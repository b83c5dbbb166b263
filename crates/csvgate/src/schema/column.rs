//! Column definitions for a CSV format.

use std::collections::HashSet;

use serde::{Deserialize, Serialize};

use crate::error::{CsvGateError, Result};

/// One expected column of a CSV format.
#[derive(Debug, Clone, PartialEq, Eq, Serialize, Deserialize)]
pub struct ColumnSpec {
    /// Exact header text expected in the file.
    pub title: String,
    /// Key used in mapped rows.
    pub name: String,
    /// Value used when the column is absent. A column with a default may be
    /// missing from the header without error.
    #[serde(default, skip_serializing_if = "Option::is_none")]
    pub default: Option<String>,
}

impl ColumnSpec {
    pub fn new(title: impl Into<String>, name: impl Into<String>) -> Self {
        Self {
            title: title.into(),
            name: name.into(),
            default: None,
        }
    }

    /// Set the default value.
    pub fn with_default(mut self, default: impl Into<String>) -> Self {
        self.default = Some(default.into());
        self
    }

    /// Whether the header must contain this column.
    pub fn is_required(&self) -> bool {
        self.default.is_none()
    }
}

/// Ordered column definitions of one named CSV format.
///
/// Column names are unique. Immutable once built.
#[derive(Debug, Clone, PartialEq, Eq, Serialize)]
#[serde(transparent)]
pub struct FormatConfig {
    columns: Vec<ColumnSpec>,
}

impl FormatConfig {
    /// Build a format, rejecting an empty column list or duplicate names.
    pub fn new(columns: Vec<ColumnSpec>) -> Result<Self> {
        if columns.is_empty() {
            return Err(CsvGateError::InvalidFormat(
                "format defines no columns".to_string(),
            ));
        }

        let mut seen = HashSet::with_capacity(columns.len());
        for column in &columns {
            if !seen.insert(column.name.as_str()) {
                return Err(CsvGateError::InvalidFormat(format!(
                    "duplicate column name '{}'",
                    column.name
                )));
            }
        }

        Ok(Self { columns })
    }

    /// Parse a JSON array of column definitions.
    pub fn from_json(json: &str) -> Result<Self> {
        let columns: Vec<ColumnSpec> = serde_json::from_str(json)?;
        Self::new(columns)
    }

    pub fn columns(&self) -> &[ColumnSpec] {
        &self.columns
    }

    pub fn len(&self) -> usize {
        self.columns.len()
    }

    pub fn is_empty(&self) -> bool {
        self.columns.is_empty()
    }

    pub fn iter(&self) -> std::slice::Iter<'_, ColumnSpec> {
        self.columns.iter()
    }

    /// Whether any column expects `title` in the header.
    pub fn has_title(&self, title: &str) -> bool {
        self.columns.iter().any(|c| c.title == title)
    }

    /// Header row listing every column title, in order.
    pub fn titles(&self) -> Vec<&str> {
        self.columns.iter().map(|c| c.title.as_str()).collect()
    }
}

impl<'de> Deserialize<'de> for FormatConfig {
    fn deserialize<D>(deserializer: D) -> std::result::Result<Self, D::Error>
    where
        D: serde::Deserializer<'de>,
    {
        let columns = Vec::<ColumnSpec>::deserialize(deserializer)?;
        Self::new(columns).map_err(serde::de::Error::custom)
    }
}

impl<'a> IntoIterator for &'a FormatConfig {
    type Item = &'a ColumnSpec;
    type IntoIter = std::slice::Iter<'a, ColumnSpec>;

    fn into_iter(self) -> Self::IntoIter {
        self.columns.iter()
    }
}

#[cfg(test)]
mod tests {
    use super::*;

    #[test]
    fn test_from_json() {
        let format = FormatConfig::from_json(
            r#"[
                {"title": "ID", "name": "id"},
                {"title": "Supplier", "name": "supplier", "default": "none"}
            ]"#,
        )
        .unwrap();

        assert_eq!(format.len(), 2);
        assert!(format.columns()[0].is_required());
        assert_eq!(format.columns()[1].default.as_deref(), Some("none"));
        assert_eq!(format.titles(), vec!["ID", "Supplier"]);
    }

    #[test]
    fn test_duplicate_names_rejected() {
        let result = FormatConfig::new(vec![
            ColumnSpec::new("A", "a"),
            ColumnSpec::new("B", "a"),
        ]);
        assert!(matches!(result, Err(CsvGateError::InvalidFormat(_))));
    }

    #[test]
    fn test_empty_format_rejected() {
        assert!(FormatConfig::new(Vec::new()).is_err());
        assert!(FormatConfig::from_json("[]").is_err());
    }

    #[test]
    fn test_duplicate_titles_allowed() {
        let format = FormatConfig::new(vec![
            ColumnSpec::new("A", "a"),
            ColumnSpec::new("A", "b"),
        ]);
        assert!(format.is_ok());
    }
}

--

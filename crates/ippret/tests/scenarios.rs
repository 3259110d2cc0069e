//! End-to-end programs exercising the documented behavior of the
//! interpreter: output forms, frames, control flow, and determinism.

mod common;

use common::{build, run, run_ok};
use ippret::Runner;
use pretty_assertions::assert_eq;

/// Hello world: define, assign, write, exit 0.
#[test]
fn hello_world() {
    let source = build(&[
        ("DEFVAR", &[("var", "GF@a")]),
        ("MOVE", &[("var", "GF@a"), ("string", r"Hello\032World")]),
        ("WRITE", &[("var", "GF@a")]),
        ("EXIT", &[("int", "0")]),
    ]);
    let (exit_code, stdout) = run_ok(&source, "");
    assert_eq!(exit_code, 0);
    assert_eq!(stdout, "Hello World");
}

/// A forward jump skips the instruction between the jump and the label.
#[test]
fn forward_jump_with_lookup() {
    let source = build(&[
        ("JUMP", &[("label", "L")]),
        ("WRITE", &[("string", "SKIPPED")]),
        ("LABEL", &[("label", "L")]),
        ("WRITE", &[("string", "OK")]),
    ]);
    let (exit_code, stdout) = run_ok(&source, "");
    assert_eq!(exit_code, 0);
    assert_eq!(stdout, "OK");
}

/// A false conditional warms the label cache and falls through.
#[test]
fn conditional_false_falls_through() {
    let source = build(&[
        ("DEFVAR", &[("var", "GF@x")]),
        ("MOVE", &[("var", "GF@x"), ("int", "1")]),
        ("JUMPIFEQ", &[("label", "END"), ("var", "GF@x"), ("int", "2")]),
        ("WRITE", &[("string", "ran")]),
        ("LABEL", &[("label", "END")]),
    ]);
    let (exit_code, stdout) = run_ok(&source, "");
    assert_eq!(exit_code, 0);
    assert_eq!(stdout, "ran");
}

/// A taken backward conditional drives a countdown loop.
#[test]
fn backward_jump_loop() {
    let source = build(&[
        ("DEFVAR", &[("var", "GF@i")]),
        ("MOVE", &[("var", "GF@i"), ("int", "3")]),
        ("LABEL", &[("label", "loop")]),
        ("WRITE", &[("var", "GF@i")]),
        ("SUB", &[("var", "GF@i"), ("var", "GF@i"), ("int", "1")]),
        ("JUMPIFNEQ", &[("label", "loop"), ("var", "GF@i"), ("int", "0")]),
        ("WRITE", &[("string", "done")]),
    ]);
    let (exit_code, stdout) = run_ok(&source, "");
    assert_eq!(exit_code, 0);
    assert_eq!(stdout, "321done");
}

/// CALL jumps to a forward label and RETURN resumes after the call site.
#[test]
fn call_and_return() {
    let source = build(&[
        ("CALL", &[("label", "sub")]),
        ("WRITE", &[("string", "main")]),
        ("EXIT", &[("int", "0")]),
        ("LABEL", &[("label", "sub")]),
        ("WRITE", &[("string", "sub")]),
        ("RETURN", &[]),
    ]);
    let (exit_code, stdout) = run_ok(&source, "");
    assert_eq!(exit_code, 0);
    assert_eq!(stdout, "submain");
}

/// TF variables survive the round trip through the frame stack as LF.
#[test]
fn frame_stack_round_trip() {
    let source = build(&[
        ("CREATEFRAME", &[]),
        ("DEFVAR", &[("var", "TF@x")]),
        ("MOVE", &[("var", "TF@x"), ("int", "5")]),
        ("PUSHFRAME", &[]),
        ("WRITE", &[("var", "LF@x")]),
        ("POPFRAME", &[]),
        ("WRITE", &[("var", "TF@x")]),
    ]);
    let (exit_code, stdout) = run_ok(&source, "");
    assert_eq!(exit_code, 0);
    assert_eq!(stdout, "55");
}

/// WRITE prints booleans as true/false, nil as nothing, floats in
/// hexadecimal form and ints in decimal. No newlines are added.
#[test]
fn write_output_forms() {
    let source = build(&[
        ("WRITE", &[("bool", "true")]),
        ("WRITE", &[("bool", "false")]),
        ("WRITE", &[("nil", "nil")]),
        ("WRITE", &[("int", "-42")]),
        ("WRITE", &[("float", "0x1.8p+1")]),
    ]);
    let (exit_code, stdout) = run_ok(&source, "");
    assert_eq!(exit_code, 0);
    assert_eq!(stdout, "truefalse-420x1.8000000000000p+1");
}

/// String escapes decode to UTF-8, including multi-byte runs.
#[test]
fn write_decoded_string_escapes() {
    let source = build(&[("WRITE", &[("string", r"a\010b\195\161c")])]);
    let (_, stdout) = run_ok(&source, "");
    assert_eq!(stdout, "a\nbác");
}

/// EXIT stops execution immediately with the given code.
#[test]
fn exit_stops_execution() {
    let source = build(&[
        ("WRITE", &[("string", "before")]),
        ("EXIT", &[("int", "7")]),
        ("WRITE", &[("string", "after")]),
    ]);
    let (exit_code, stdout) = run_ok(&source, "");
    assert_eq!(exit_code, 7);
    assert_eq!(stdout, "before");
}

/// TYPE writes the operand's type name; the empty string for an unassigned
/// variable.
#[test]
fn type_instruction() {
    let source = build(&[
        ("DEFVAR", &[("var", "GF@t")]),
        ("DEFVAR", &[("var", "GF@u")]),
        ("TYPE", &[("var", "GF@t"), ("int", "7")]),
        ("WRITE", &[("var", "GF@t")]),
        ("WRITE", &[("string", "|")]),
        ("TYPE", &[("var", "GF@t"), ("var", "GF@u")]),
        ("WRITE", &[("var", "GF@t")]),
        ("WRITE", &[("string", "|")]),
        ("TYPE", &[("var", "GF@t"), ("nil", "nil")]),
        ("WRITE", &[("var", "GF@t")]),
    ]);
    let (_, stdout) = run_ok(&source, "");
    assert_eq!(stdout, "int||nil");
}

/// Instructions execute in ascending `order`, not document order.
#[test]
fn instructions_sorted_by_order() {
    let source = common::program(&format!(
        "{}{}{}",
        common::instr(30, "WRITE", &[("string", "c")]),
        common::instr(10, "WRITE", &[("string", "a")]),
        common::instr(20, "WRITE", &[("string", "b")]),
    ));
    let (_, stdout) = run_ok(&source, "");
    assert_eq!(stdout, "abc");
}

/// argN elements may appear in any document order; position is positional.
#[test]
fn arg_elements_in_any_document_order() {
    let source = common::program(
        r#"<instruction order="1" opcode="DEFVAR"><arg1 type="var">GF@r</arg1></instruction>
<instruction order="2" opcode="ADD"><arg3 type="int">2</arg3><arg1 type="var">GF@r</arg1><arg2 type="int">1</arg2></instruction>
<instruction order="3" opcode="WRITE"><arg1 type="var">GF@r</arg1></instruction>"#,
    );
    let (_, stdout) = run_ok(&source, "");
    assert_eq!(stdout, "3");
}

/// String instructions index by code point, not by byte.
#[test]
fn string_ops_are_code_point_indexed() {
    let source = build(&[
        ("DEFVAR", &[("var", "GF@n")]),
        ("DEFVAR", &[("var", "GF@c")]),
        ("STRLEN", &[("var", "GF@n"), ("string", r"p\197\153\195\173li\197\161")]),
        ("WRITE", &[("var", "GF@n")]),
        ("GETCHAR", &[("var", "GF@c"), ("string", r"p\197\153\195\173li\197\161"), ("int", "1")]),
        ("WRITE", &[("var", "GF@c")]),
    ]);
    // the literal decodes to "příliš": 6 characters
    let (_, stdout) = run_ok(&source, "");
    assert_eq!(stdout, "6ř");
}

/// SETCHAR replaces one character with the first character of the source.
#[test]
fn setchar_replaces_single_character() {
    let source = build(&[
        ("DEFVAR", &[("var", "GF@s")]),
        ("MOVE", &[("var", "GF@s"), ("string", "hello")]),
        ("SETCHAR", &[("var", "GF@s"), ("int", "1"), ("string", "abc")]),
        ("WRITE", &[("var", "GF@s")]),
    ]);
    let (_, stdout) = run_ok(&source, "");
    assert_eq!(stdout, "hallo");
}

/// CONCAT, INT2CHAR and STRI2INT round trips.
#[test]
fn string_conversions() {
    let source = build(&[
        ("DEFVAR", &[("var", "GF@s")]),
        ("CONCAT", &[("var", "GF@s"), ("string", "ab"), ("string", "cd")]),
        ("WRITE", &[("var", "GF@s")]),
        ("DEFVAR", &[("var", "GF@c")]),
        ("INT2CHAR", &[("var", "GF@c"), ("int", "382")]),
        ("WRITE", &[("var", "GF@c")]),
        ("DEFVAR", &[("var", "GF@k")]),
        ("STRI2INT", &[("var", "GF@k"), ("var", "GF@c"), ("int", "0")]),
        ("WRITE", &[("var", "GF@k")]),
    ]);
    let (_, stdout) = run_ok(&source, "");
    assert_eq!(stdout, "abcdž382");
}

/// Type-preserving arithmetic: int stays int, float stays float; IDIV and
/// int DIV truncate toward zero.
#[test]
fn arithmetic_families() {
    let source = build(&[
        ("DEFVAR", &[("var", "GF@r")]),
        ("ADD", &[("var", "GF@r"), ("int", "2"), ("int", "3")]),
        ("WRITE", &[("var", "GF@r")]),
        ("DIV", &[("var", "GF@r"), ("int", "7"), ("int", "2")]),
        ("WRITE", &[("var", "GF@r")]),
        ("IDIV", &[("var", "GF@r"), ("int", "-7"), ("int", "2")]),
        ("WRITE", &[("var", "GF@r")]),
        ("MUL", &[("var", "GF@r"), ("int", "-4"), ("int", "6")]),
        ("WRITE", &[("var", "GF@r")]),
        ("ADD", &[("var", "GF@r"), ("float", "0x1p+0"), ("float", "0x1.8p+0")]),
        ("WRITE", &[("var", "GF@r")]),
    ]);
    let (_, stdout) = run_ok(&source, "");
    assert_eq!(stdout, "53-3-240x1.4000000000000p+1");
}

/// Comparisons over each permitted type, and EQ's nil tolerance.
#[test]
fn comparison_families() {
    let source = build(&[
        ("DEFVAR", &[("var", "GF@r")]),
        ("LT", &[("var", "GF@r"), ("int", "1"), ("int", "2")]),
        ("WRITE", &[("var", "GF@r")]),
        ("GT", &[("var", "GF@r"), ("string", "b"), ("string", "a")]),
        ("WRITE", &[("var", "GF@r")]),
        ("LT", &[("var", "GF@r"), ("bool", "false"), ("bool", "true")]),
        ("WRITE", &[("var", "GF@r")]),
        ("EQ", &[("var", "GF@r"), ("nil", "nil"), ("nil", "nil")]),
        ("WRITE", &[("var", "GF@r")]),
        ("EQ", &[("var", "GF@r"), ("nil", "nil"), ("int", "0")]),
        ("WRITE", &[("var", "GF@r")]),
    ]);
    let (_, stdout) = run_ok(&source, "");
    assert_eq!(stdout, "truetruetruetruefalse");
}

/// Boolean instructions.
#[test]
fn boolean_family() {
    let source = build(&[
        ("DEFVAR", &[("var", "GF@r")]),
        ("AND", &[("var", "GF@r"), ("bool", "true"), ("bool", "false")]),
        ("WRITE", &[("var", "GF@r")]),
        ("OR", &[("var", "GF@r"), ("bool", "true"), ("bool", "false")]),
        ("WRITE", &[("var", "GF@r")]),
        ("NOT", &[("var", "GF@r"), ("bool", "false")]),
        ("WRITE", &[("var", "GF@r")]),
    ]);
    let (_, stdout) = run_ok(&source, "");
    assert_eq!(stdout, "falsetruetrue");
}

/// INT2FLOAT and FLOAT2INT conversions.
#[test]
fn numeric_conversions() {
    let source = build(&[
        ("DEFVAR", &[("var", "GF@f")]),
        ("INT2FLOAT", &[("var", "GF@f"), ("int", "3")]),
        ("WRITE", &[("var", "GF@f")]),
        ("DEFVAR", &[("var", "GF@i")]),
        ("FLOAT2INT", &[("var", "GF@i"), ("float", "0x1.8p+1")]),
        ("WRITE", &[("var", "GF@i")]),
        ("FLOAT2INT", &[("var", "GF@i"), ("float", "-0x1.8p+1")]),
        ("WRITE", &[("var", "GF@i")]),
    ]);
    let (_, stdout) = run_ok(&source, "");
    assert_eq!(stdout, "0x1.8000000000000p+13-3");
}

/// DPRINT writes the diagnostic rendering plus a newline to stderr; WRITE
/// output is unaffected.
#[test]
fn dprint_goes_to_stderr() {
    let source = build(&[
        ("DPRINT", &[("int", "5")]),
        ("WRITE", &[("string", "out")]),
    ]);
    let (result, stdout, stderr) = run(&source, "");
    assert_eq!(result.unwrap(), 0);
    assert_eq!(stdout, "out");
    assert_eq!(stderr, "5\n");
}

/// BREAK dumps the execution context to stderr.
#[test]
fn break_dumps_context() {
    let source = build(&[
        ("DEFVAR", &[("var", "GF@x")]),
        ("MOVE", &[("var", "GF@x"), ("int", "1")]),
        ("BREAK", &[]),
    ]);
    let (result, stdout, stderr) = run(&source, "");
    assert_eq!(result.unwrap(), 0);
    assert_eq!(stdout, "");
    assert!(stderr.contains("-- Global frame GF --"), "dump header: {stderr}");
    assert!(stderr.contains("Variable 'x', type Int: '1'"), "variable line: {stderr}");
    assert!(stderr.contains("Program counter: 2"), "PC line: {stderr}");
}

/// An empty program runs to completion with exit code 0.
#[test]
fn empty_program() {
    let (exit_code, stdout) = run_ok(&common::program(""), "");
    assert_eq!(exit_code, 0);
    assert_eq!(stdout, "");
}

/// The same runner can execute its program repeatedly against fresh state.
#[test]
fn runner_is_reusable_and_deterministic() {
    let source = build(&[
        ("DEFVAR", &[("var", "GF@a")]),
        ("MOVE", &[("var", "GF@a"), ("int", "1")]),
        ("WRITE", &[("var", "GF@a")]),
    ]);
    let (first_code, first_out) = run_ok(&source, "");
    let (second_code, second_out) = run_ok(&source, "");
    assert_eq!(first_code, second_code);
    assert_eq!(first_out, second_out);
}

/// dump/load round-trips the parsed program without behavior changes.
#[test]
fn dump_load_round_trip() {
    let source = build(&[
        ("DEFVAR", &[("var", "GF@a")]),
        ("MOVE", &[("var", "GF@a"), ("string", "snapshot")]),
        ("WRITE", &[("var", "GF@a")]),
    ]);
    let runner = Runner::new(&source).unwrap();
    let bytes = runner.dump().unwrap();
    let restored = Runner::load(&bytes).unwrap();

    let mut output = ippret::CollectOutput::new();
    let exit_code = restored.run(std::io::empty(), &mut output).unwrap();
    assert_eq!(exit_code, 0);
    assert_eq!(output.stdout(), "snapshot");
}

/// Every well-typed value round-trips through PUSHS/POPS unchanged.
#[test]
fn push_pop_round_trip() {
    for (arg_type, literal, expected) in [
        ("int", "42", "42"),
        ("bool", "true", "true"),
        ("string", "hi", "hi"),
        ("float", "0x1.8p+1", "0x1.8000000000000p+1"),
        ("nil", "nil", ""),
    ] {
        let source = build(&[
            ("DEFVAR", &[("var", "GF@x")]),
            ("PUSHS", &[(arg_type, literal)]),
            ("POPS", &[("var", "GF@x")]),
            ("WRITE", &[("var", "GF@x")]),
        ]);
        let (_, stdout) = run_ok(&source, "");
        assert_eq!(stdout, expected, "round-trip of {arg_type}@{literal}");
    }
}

--

> _TASK TO CARRY OUT_:
Using the entries above, work out the number of lines containing the string "writes", and supply only that number.

> _ANSWER TO THE EXERCISE_:
2